During the festival Market Street’s sidewalks — from the waterfront to Hayes Valley — transformed into a great civic promenade with pick-up games of ping pong, giant chalk boards, massive musical instruments, revolving benches, pop-up gardens, and sound, light-and-motion-activated art installations. These are just a few of the prototypes created by Bay Area artists and makers aimed at getting people to play, explore and engage.

“This festival is absolutely unique“ says Deborah Cullinan, executive director of Yerba Buena Center for the Arts. “San Francisco is unique. We’re like the R and D capital for innovation. Wild things happen here.”

Neil Hrushowy, manager of the City Design Group at San Francisco Planning, says, “These prototypes that are most successful according to the community are going to be the ones that are brought forward and incubated through a prototyping 2.0 process where they’ll get access to greater resources to become more substantial and materially sound.”

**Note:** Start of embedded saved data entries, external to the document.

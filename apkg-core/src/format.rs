use serde::Serialize;
use std::io::{self, Read, Write};

/// Archive layout:
/// - header (12 bytes):
///   - [u32 format_version]    `(major << 16) | (minor << 8) | patch`
///   - [u32 entry_count]
///   - [u32 data_start_offset] `HEADER_LEN + entry_count * RECORD_LEN`
/// - index, `entry_count` records (16 bytes each):
///   - [u64 id]
///   - [u32 start]             relative to data_start_offset
///   - [u32 size]
/// - data: raw file bytes, concatenated in index order
///
/// All integers are little-endian regardless of host. Older 0.1.0 writers used
/// host byte order, so archives they produced on big-endian hosts differ from
/// ours; little-endian hosts produce identical bytes.
pub const HEADER_LEN: u32 = 4 + 4 + 4; // version + count + data start
pub const RECORD_LEN: u32 = 8 + 4 + 4; // id + start + size

/// Default extension of the archive written next to a manifest.
pub const ARCHIVE_EXTENSION: &str = "apkg.bin";

/// Pack a `major.minor.patch` triple into the header's version word.
pub const fn pack_version(major: u8, minor: u8, patch: u8) -> u32 {
    ((major as u32) << 16) | ((minor as u32) << 8) | patch as u32
}

/// Split a version word back into `(major, minor, patch)`.
pub const fn unpack_version(v: u32) -> (u8, u8, u8) {
    ((v >> 16) as u8, (v >> 8) as u8, v as u8)
}

pub const FORMAT_VERSION: u32 = pack_version(0, 1, 0);

/// Offset of the first data byte for an archive holding `entry_count` records.
/// `None` if it does not fit the header's 32-bit field.
pub fn data_start_for(entry_count: u32) -> Option<u32> {
    entry_count.checked_mul(RECORD_LEN)?.checked_add(HEADER_LEN)
}

#[derive(Clone, Copy, Debug, PartialEq, Eq, Serialize)]
pub struct ArchiveHeader {
    pub format_version: u32,
    pub entry_count: u32,
    pub data_start_offset: u32,
}

impl ArchiveHeader {
    /// Header for a fresh archive of `entry_count` records at the current format version.
    pub fn new(entry_count: u32) -> Option<Self> {
        Some(Self {
            format_version: FORMAT_VERSION,
            entry_count,
            data_start_offset: data_start_for(entry_count)?,
        })
    }

    pub fn to_bytes(&self) -> [u8; HEADER_LEN as usize] {
        let mut buf = [0u8; HEADER_LEN as usize];
        buf[0..4].copy_from_slice(&self.format_version.to_le_bytes());
        buf[4..8].copy_from_slice(&self.entry_count.to_le_bytes());
        buf[8..12].copy_from_slice(&self.data_start_offset.to_le_bytes());
        buf
    }

    pub fn from_bytes(buf: &[u8; HEADER_LEN as usize]) -> Self {
        Self {
            format_version: le_u32(&buf[0..4]),
            entry_count: le_u32(&buf[4..8]),
            data_start_offset: le_u32(&buf[8..12]),
        }
    }

    pub fn write_to<W: Write + ?Sized>(&self, w: &mut W) -> io::Result<()> {
        w.write_all(&self.to_bytes())
    }

    pub fn read_from<R: Read + ?Sized>(r: &mut R) -> io::Result<Self> {
        let mut buf = [0u8; HEADER_LEN as usize];
        r.read_exact(&mut buf)?;
        Ok(Self::from_bytes(&buf))
    }

    /// Human-readable `major.minor.patch` of `format_version`.
    pub fn version_string(&self) -> String {
        let (major, minor, patch) = unpack_version(self.format_version);
        format!("{major}.{minor}.{patch}")
    }
}

/// One entry of the index table.
#[derive(Clone, Copy, Debug, PartialEq, Eq, Serialize)]
pub struct IndexRecord {
    pub id: u64,
    pub start: u32, // relative to the data segment
    pub size: u32,
}

impl IndexRecord {
    pub fn to_bytes(&self) -> [u8; RECORD_LEN as usize] {
        let mut buf = [0u8; RECORD_LEN as usize];
        buf[0..8].copy_from_slice(&self.id.to_le_bytes());
        buf[8..12].copy_from_slice(&self.start.to_le_bytes());
        buf[12..16].copy_from_slice(&self.size.to_le_bytes());
        buf
    }

    pub fn from_bytes(buf: &[u8; RECORD_LEN as usize]) -> Self {
        let mut id8 = [0u8; 8];
        id8.copy_from_slice(&buf[0..8]);
        Self { id: u64::from_le_bytes(id8), start: le_u32(&buf[8..12]), size: le_u32(&buf[12..16]) }
    }

    pub fn write_to<W: Write + ?Sized>(&self, w: &mut W) -> io::Result<()> {
        w.write_all(&self.to_bytes())
    }

    pub fn read_from<R: Read + ?Sized>(r: &mut R) -> io::Result<Self> {
        let mut buf = [0u8; RECORD_LEN as usize];
        r.read_exact(&mut buf)?;
        Ok(Self::from_bytes(&buf))
    }

    /// One past the last data-relative byte of this record.
    pub fn end(&self) -> u64 {
        self.start as u64 + self.size as u64
    }
}

fn le_u32(b: &[u8]) -> u32 {
    let mut b4 = [0u8; 4];
    b4.copy_from_slice(b);
    u32::from_le_bytes(b4)
}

The end goal is for the most popular prototypes to become part of the upcoming capital rebuild of Market Street in 2018. “I can imagine some permanent installations and some that come out and then go back in and new ones come out,” says Hrushowy. “I think one of the important things we’ve learned through this festival is that constant rejuvenation is something that is attracting people to the space. We always want there to be something new waiting for people.”